# INSTRUCTIONS FOR THE TASK:
Every line of the data that contains the string "move" must be copied.
--- DATA SHOWN ---
//! Total-count strategies.

use std::fmt;
use std::future::Future;
use std::sync::Arc;

use async_trait::async_trait;
use tokio::sync::OnceCell;

use crate::{Result, TRACING_TARGET_PAGEABLE};

/// Lazily invoked source of the total item count.
#[async_trait]
pub trait CountProvider: Send + Sync {
    /// Returns the total number of items.
    async fn count(&self) -> Result<u64>;
}

/// How a pageable learns the total number of items.
#[derive(Clone, Default)]
pub enum CountStrategy {
    /// Never count; totals are unknown.
    #[default]
    Disabled,
    /// The total is known up front.
    Known(u64),
    /// Ask the adapter for a (possibly capped) count.
    Exact,
    /// Only learn whether the data set spans more than one page.
    ///
    /// Asks the adapter for a count capped at one page and falls back to a
    /// lookahead fetch of the first page when the adapter cannot answer.
    HasMore,
    /// Ask a separate provider on first use.
    Lazy(Arc<dyn CountProvider>),
}

impl CountStrategy {
    /// Creates a lazy strategy from a provider.
    pub fn lazy(provider: impl CountProvider + 'static) -> Self {
        Self::Lazy(Arc::new(provider))
    }

    /// Returns `true` unless counting is disabled.
    pub fn is_enabled(&self) -> bool {
        !matches!(self, Self::Disabled)
    }
}

impl From<bool> for CountStrategy {
    fn from(count: bool) -> Self {
        if count { Self::Exact } else { Self::Disabled }
    }
}

impl From<u64> for CountStrategy {
    fn from(total: u64) -> Self {
        Self::Known(total)
    }
}

impl fmt::Debug for CountStrategy {
    fn fmt(&self, f: &mut fmt::Formatter<'_>) -> fmt::Result {
        match self {
            Self::Disabled => f.write_str("Disabled"),
            Self::Known(total) => f.debug_tuple("Known").field(total).finish(),
            Self::Exact => f.write_str("Exact"),
            Self::HasMore => f.write_str("HasMore"),
            Self::Lazy(_) => f.write_str("Lazy(..)"),
        }
    }
}

/// What a count strategy learned about the data set.
#[derive(Debug, Clone, Copy, Default, PartialEq, Eq)]
pub(crate) struct Count {
    /// Total number of items, `None` when unknown or above the cap.
    pub total: Option<u64>,
    /// Whether the items span more than one page, when known.
    pub multiple_pages: Option<bool>,
}

impl Count {
    fn from_total(total: Option<u64>, cap: Option<u64>, items_per_page: u64) -> Self {
        Self {
            total: total.filter(|total| cap.is_none_or(|cap| *total <= cap)),
            multiple_pages: total.map(|total| total > items_per_page),
        }
    }
}

/// Count strategy with a cache shared by every clone of a pageable.
#[derive(Debug, Clone)]
pub(crate) struct Counter {
    strategy: CountStrategy,
    cache: Arc<OnceCell<Count>>,
}

impl Counter {
    pub(crate) fn new(strategy: CountStrategy) -> Self {
        Self {
            strategy,
            cache: Arc::new(OnceCell::new()),
        }
    }

    /// Returns a counter with the same strategy and an empty cache.
    pub(crate) fn fresh(&self) -> Self {
        Self::new(self.strategy.clone())
    }

    /// Resolves the count once, reporting no total above `cap`.
    ///
    /// `exact` performs the adapter count, `lookahead` reports whether the
    /// first page has a successor. Neither runs for strategies that do not
    /// need it.
    pub(crate) async fn resolve<F, Fut, L, LFut>(
        &self,
        cap: Option<u64>,
        items_per_page: usize,
        exact: F,
        lookahead: L,
    ) -> Result<Count>
    where
        F: FnOnce(Option<u64>) -> Fut,
        Fut: Future<Output = Result<Option<u64>>>,
        L: FnOnce() -> LFut,
        LFut: Future<Output = Result<bool>>,
    {
        let per_page = items_per_page as u64;
        let count = self
            .cache
            .get_or_try_init(|| async {
                let count = match &self.strategy {
                    CountStrategy::Disabled => Count::default(),
                    CountStrategy::Known(total) => {
                        Count::from_total(Some(*total), cap, per_page)
                    }
                    CountStrategy::Exact => Count::from_total(exact(cap).await?, cap, per_page),
                    CountStrategy::Lazy(provider) => {
                        Count::from_total(Some(provider.count().await?), cap, per_page)
                    }
                    CountStrategy::HasMore => match exact(Some(per_page)).await? {
                        Some(total) if total <= per_page => Count {
                            total: Some(total),
                            multiple_pages: Some(false),
                        },
                        Some(_) => Count {
                            total: None,
                            multiple_pages: Some(true),
                        },
                        None => Count {
                            total: None,
                            multiple_pages: Some(lookahead().await?),
                        },
                    },
                };

                tracing::debug!(
                    target: TRACING_TARGET_PAGEABLE,
                    strategy = ?self.strategy,
                    total = ?count.total,
                    multiple_pages = ?count.multiple_pages,
                    cap = ?cap,
                    "resolved item count"
                );

                Ok::<_, crate::Error>(count)
            })
            .await?;

        Ok(*count)
    }
}

/// Number of pages needed for `total` items, never zero.
pub(crate) fn page_count(total: u64, items_per_page: usize) -> u64 {
    total.div_ceil(items_per_page.max(1) as u64).max(1)
}

#[cfg(test)]
mod tests {
    use std::sync::atomic::{AtomicUsize, Ordering};

    use super::*;

    struct Counting(AtomicUsize);

    #[async_trait]
    impl CountProvider for Counting {
        async fn count(&self) -> Result<u64> {
            self.0.fetch_add(1, Ordering::SeqCst);
            Ok(103)
        }
    }

    #[test]
    fn test_page_count() {
        assert_eq!(page_count(103, 10), 11);
        assert_eq!(page_count(100, 10), 10);
        assert_eq!(page_count(1, 10), 1);
        assert_eq!(page_count(0, 10), 1);
    }

    #[test]
    fn test_from_conversions() {
        assert!(matches!(CountStrategy::from(true), CountStrategy::Exact));
        assert!(matches!(CountStrategy::from(false), CountStrategy::Disabled));
        assert!(matches!(CountStrategy::from(7u64), CountStrategy::Known(7)));
        assert!(!CountStrategy::default().is_enabled());
    }

    async fn no_lookahead() -> Result<bool> {
        Err(crate::Error::config("lookahead must not run"))
    }

    #[tokio::test]
    async fn test_lazy_is_resolved_once_and_shared() {
        let provider = Arc::new(Counting(AtomicUsize::new(0)));
        let counter = Counter::new(CountStrategy::Lazy(provider.clone()));
        let clone = counter.clone();

        let no_exact = |_| async { Ok(None) };
        let count = counter.resolve(None, 10, no_exact, no_lookahead).await.unwrap();
        assert_eq!(count.total, Some(103));
        assert_eq!(count.multiple_pages, Some(true));

        let count = clone.resolve(None, 10, no_exact, no_lookahead).await.unwrap();
        assert_eq!(count.total, Some(103));
        assert_eq!(provider.0.load(Ordering::SeqCst), 1);
    }

    #[tokio::test]
    async fn test_cap_reports_unknown() {
        let counter = Counter::new(CountStrategy::Known(103));
        let count = counter
            .resolve(Some(50), 10, |_| async { Ok(None) }, no_lookahead)
            .await
            .unwrap();
        assert_eq!(count.total, None);
        assert_eq!(count.multiple_pages, Some(true));
    }

    #[tokio::test]
    async fn test_exact_passes_cap() {
        let counter = Counter::new(CountStrategy::Exact);
        let count = counter
            .resolve(
                Some(20),
                10,
                |cap| async move { Ok(cap.map(|cap| cap - 5)) },
                no_lookahead,
            )
            .await
            .unwrap();
        assert_eq!(count.total, Some(15));
    }

    #[tokio::test]
    async fn test_exact_without_adapter_count_is_unknown() {
        let counter = Counter::new(CountStrategy::Exact);
        let count = counter
            .resolve(None, 10, |_| async { Ok(None) }, no_lookahead)
            .await
            .unwrap();
        assert_eq!(count, Count::default());
    }

    #[tokio::test]
    async fn test_disabled_never_calls_adapter() {
        let counter = Counter::new(CountStrategy::Disabled);
        let count = counter
            .resolve(
                None,
                10,
                |_| async { Err(crate::Error::config("adapter count must not run")) },
                no_lookahead,
            )
            .await
            .unwrap();
        assert_eq!(count, Count::default());
    }

    #[tokio::test]
    async fn test_has_more_caps_the_count_at_one_page() {
        let counter = Counter::new(CountStrategy::HasMore);
        let count = counter
            .resolve(
                Some(50),
                10,
                |cap| async move {
                    assert_eq!(cap, Some(10));
                    Ok(Some(7))
                },
                no_lookahead,
            )
            .await
            .unwrap();
        assert_eq!(count.total, Some(7));
        assert_eq!(count.multiple_pages, Some(false));
    }

    #[tokio::test]
    async fn test_has_more_hides_totals_beyond_one_page() {
        let counter = Counter::new(CountStrategy::HasMore);
        let count = counter
            .resolve(None, 10, |_| async { Ok(Some(103)) }, no_lookahead)
            .await
            .unwrap();
        assert_eq!(count.total, None);
        assert_eq!(count.multiple_pages, Some(true));
    }

    #[tokio::test]
    async fn test_has_more_falls_back_to_lookahead() {
        let counter = Counter::new(CountStrategy::HasMore);
        let count = counter
            .resolve(None, 10, |_| async { Ok(None) }, || async { Ok(true) })
            .await
            .unwrap();
        assert_eq!(count.total, None);
        assert_eq!(count.multiple_pages, Some(true));
    }
}
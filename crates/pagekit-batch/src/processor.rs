//! Processor hooks invoked by a batch run.

use async_trait::async_trait;
use jiff::Timestamp;
use pagekit_core::{BoxedError, PageIdentifier, PageableDescriptor};
use strum::{AsRefStr, Display, EnumString, IntoStaticStr};

use crate::state::BatchSummary;

/// Flow control returned by per-page and per-item hooks.
#[derive(Debug, Default, Clone, Copy, PartialEq, Eq, Hash)]
pub enum Control {
    /// Keep going.
    #[default]
    Continue,
    /// Stop after the current page's `after_page` hook.
    Cancel,
}

impl Control {
    /// Returns whether cancellation was requested.
    pub const fn is_cancel(self) -> bool {
        matches!(self, Self::Cancel)
    }
}

/// Names the processor hook an error came from.
#[derive(Debug, Clone, Copy, PartialEq, Eq, Hash)]
#[derive(AsRefStr, Display, EnumString, IntoStaticStr)]
#[strum(serialize_all = "snake_case")]
pub enum Hook {
    /// [`BatchProcessor::before_process`].
    BeforeProcess,
    /// [`BatchProcessor::before_page`].
    BeforePage,
    /// [`BatchProcessor::on_item`].
    OnItem,
    /// [`BatchProcessor::after_page`].
    AfterPage,
    /// [`BatchProcessor::after_process`].
    AfterProcess,
}

/// Passed to [`BatchProcessor::before_process`].
#[derive(Debug, Clone, PartialEq)]
pub struct BatchContext {
    /// The pageable being walked.
    pub pageable: PageableDescriptor,
    /// Page the run starts from; `None` for the first page.
    pub start_from: Option<PageIdentifier>,
    /// When the run started.
    pub started_at: Timestamp,
}

/// Passed to [`BatchProcessor::before_page`] and [`BatchProcessor::after_page`].
#[derive(Debug, Clone, PartialEq)]
pub struct PageContext {
    /// Identifier of the page.
    pub identifier: PageIdentifier,
    /// 1-based page number, when known.
    pub page_number: Option<u64>,
    /// Number of items on the page.
    pub item_count: usize,
    /// Run-wide index of the page's first item.
    pub first_index: u64,
    /// Items of this page handed to `on_item` so far.
    pub items_processed: usize,
}

impl PageContext {
    /// Returns whether every item of the page was processed.
    pub fn is_complete(&self) -> bool {
        self.items_processed == self.item_count
    }
}

/// Receives the items of a batch run.
///
/// Only [`on_item`](Self::on_item) is required. Hooks run strictly in
/// sequence; per-page state can be built in `before_page` and released in
/// `after_page`, which runs once for every page that was started, even when
/// the run is cancelled halfway through it.
///
/// Errors are not retried. Whether an item can be processed twice is only
/// known to the processor.
#[async_trait]
pub trait BatchProcessor<K, T>: Send + Sync
where
    K: Sync,
    T: Sync,
{
    /// Called once before the first fetch.
    async fn before_process(&mut self, _context: &BatchContext) -> Result<(), BoxedError> {
        Ok(())
    }

    /// Called before the items of a page.
    async fn before_page(&mut self, _page: &PageContext) -> Result<Control, BoxedError> {
        Ok(Control::Continue)
    }

    /// Called for every item; `index` counts items across the whole run.
    async fn on_item(&mut self, item: &T, key: &K, index: u64) -> Result<Control, BoxedError>;

    /// Called after the items of a page.
    async fn after_page(&mut self, _page: &PageContext) -> Result<Control, BoxedError> {
        Ok(Control::Continue)
    }

    /// Called once when the run reaches a terminal state.
    async fn after_process(&mut self, _summary: &BatchSummary) -> Result<(), BoxedError> {
        Ok(())
    }
}

#[cfg(test)]
mod tests {
    use super::*;

    #[test]
    fn test_hook_names() {
        assert_eq!(Hook::BeforeProcess.as_ref(), "before_process");
        assert_eq!(Hook::AfterPage.to_string(), "after_page");
    }

    #[test]
    fn test_page_context_completion() {
        let mut page = PageContext {
            identifier: pagekit_core::OffsetPageIdentifier::first().into(),
            page_number: Some(1),
            item_count: 3,
            first_index: 0,
            items_processed: 2,
        };
        assert!(!page.is_complete());

        page.items_processed = 3;
        assert!(page.is_complete());
        assert!(Control::Cancel.is_cancel());
        assert!(!Control::default().is_cancel());
    }
}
---
# RESPONSE AREA:
                |cap| async move { Ok(cap.map(|cap| cap - 5)) },
                |cap| async move {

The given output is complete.